• [Required work]:
Beneath this instruction is a block of data; output from it exactly the lines that run from the one containing "the authoritative on-chain" through the one containing "pub mod quote;", inclusive.

═════ Records provided ═════

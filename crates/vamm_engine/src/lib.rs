//! Deterministic pricing engine for a virtual constant-product market maker
//! backing a perpetual-futures market.
//!
//! Given a market snapshot, running fee/revenue accumulators, and an external
//! oracle price, the engine computes mark/bid/ask prices, the dynamic
//! long/short spread, the cost and reserve state of re-pegging or rescaling
//! the curve toward the oracle, and the reserves resulting from hypothetical
//! swaps.
//!
//! Every function is pure and synchronous: snapshots go in by value and new
//! snapshots come out. The caller owns persistence and serializes
//! read-compute-commit against concurrent executions. All arithmetic is
//! checked fixed-point integer math mirroring the authoritative on-chain
//! computation; results must stay within one unit of it.

#![forbid(unsafe_code)]

pub mod constants;
pub mod curve;
pub mod error;
pub mod math;
pub mod oracle;
pub mod quote;
pub mod repeg;
pub mod spread;
pub mod state;
pub mod stats;
pub mod swap;

pub use curve::{calculate_updated_amm, scale_curve, update_k, CurvePlan};
pub use error::{EngineError, EngineResult};
pub use oracle::{get_oracle_status, is_oracle_valid, OracleGuardRails, OracleStatus};
pub use stats::record_trade;
pub use quote::{
    calculate_bid_ask_price, calculate_max_base_asset_amount_fillable,
    calculate_max_base_asset_amount_to_trade, calculate_price, calculate_terminal_price,
};
pub use spread::{calculate_live_spread, calculate_spread, calculate_spread_reserves};
pub use state::{
    Amm, AmmReserves, AssetType, BidAsk, OraclePriceData, PositionDirection, Spread,
    SwapDirection, SwapOutput, TradeToLimit,
};
pub use swap::{calculate_reserves_after_swap, calculate_swap_direction, calculate_swap_output};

═════

• [Result for this exercise]:
//! checked fixed-point integer math mirroring the authoritative on-chain
//! computation; results must stay within one unit of it.

#![forbid(unsafe_code)]

pub mod constants;
pub mod curve;
pub mod error;
pub mod math;
pub mod oracle;
pub mod quote;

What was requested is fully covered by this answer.